:: Exercise objective ::
Copy, from the entries below, each line where the word "caller" can be found.

(Collected data entries)
··········

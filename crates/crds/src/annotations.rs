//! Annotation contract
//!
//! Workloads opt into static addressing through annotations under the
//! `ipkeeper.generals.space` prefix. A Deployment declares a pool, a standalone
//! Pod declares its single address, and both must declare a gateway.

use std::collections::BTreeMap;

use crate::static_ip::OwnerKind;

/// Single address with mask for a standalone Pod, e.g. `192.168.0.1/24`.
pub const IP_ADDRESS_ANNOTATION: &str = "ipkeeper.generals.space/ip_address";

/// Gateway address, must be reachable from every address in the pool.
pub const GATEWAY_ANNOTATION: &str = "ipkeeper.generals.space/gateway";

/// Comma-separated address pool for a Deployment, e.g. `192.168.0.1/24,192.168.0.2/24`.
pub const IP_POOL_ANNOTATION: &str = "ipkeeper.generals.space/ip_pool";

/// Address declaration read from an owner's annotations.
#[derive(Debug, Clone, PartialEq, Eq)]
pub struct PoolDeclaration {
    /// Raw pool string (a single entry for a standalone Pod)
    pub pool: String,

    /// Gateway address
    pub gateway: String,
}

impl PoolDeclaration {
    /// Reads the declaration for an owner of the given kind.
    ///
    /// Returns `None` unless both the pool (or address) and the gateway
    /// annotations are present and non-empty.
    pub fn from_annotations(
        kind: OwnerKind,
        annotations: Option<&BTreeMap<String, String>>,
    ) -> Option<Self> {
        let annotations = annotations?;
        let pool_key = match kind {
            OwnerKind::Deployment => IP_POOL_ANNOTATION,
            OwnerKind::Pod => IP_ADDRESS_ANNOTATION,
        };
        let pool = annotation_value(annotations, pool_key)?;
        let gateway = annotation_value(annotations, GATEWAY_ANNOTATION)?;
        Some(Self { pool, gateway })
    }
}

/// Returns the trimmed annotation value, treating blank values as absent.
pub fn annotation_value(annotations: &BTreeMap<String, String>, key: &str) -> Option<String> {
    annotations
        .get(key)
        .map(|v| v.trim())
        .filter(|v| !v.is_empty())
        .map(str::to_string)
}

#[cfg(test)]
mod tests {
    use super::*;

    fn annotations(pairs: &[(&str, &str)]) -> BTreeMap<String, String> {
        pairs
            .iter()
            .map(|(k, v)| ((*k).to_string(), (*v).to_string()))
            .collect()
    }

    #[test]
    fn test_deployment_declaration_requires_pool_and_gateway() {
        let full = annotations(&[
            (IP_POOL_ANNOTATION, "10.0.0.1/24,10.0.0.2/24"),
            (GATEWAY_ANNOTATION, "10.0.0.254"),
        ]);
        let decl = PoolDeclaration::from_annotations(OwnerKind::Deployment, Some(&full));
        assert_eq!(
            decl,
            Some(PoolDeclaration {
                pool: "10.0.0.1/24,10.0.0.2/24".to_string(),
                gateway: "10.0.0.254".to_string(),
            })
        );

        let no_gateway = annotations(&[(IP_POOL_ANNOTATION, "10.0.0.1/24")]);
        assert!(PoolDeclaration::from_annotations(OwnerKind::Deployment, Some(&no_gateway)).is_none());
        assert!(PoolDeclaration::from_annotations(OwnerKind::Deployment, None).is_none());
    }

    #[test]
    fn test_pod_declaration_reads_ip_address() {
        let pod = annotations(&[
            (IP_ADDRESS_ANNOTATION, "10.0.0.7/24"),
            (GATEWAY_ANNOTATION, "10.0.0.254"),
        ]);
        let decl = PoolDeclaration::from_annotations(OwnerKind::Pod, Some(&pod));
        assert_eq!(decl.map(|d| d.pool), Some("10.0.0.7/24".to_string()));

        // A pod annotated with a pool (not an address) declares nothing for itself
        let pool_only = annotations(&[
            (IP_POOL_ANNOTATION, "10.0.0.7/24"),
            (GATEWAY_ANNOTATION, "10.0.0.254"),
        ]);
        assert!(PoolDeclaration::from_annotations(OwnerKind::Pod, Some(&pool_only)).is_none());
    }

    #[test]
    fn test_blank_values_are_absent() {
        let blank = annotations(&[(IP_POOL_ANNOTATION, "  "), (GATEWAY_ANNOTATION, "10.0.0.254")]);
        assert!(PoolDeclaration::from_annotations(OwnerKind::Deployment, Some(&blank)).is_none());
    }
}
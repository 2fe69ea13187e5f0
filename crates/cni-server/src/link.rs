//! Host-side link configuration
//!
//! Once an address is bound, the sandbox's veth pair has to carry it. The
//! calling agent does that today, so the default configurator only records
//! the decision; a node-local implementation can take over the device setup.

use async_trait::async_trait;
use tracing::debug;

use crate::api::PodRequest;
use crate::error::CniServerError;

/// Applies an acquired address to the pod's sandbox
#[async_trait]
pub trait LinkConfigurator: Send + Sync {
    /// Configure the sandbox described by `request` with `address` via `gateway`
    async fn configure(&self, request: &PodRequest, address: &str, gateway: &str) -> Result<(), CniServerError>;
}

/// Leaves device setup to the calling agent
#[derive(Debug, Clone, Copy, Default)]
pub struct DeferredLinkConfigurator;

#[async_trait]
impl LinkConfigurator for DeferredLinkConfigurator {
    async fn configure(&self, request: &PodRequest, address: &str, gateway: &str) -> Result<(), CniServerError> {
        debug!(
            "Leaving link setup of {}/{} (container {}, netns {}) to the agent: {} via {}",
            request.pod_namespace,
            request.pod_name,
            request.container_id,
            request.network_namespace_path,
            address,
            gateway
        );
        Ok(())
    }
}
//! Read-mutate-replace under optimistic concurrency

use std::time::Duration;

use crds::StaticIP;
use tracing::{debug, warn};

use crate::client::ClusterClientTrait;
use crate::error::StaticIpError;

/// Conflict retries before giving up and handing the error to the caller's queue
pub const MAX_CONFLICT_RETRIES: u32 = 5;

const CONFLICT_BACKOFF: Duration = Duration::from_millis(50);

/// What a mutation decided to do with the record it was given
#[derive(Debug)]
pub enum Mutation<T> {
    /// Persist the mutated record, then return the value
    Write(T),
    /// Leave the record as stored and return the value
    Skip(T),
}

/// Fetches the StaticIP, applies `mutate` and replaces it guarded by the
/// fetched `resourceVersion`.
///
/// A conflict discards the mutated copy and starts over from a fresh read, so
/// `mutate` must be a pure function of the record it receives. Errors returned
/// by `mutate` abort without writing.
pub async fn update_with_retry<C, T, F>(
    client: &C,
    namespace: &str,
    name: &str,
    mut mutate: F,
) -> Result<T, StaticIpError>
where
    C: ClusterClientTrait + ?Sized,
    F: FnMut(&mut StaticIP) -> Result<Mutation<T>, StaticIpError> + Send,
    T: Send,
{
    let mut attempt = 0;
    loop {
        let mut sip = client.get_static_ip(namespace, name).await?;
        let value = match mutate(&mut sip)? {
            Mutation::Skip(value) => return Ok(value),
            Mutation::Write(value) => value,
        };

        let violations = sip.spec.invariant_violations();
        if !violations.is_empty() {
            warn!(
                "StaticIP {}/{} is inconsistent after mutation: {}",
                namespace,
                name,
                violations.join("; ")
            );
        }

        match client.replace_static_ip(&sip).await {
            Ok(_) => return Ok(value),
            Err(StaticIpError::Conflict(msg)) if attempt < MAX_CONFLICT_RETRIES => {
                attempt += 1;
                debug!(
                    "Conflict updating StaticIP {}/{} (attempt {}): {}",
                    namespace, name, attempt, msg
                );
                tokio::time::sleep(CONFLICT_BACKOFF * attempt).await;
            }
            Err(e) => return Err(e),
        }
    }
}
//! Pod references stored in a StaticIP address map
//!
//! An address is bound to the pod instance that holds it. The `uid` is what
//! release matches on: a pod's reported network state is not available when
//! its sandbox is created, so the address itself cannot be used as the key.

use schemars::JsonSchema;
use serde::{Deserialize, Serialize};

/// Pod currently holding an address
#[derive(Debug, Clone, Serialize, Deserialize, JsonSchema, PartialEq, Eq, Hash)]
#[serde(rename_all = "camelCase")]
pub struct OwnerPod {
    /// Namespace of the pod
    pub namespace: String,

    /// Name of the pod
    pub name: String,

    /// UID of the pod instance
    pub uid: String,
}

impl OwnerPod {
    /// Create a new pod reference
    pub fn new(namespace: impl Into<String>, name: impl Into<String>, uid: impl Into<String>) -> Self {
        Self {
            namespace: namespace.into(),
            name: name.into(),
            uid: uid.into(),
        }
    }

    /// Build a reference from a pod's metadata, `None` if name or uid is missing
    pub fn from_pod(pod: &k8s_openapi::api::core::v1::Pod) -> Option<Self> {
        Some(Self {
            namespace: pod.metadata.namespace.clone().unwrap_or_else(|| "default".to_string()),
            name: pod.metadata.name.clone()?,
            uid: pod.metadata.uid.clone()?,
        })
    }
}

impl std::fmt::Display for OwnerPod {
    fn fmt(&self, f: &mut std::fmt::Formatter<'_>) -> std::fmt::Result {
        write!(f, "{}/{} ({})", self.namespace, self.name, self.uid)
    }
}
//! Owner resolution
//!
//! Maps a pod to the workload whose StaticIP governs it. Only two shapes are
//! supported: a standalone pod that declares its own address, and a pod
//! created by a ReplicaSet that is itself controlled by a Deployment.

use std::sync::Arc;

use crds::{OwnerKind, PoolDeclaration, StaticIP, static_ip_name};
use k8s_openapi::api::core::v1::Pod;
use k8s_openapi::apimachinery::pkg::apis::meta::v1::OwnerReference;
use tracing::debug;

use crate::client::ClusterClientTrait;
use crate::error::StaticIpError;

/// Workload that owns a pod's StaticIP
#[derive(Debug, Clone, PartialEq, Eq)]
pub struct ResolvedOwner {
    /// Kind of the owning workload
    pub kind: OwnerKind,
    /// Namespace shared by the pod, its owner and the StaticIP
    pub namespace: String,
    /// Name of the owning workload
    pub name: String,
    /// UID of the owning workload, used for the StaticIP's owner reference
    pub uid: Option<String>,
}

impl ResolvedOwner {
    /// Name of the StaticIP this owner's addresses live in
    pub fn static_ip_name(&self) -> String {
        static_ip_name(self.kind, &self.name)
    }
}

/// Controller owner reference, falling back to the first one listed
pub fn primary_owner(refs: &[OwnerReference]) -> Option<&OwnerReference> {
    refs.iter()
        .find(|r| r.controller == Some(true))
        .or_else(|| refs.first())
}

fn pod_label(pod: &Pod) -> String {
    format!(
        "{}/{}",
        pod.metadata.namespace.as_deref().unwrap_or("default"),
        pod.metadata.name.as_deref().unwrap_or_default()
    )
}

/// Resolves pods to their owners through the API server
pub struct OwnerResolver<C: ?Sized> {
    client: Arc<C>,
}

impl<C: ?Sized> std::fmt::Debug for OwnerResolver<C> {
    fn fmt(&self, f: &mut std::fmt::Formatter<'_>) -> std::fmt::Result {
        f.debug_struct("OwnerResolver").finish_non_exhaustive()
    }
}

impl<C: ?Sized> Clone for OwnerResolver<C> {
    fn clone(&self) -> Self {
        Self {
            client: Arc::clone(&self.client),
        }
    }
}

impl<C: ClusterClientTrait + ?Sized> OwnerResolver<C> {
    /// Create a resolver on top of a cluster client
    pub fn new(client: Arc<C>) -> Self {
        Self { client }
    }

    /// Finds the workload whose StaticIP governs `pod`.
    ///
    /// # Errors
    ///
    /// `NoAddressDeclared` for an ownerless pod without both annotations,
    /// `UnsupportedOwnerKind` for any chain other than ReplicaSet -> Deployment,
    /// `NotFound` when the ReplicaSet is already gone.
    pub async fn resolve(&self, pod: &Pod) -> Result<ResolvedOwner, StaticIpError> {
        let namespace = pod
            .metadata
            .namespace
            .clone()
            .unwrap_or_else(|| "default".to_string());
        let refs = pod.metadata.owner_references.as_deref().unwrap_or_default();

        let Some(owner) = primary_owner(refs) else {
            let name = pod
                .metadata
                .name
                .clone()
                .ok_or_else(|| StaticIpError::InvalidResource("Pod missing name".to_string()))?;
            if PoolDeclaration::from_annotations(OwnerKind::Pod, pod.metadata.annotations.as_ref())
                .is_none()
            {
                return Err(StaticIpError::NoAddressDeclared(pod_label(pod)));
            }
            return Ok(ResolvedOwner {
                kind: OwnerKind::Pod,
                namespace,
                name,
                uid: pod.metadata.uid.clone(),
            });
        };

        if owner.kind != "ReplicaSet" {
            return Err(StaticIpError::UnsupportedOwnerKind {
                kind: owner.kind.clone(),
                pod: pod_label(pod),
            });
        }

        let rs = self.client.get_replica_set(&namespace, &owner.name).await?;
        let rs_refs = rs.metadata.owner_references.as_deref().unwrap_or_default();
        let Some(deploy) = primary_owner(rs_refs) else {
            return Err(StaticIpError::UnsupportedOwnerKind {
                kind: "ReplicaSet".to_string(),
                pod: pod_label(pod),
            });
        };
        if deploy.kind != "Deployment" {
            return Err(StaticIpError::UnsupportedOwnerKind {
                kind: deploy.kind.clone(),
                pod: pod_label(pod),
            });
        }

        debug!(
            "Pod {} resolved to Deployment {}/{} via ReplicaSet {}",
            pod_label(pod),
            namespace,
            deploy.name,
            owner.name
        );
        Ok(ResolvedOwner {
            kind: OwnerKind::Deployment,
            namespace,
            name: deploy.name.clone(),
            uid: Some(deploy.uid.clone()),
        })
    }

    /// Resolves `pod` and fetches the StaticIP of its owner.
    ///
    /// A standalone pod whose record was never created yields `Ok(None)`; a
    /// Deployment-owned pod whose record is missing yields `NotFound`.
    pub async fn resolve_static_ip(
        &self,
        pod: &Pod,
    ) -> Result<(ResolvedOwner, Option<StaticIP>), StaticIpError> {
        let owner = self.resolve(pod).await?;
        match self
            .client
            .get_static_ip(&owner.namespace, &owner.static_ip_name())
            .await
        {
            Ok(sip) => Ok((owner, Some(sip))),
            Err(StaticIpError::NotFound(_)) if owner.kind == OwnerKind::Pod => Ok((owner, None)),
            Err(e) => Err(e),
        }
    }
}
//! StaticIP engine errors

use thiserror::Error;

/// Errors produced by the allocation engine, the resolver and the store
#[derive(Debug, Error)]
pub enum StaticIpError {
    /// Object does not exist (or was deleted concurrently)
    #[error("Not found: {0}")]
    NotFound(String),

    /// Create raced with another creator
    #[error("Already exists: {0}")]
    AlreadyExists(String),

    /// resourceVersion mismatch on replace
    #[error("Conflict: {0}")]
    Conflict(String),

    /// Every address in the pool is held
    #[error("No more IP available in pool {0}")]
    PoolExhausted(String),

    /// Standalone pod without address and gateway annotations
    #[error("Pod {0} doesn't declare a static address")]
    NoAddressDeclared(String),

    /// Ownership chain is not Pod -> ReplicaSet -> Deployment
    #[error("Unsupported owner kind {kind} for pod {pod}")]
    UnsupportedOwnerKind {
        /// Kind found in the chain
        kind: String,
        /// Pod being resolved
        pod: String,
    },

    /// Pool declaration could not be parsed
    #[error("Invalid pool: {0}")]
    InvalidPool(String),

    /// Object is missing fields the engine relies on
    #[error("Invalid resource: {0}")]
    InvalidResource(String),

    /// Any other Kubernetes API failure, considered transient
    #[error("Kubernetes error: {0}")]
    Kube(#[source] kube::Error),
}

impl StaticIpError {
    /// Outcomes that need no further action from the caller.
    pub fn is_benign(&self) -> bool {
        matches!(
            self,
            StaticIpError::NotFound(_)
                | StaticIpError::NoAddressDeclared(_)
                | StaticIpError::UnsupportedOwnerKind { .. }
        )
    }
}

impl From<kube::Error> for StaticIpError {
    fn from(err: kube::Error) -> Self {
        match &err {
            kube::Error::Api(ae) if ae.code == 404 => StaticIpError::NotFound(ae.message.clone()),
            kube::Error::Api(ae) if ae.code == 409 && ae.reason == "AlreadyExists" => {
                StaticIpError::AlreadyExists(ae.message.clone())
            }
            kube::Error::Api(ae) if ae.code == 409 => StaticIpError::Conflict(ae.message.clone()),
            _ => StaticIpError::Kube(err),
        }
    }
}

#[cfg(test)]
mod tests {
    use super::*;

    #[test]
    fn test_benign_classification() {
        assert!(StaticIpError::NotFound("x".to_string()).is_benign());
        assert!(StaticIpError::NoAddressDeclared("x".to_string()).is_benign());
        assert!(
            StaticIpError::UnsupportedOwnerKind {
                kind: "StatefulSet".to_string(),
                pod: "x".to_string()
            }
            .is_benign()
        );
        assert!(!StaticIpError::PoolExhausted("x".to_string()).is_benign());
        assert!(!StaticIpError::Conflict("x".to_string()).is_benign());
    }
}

··········

:: Solution to this exercise ::
/// Conflict retries before giving up and handing the error to the caller's queue
    /// Outcomes that need no further action from the caller.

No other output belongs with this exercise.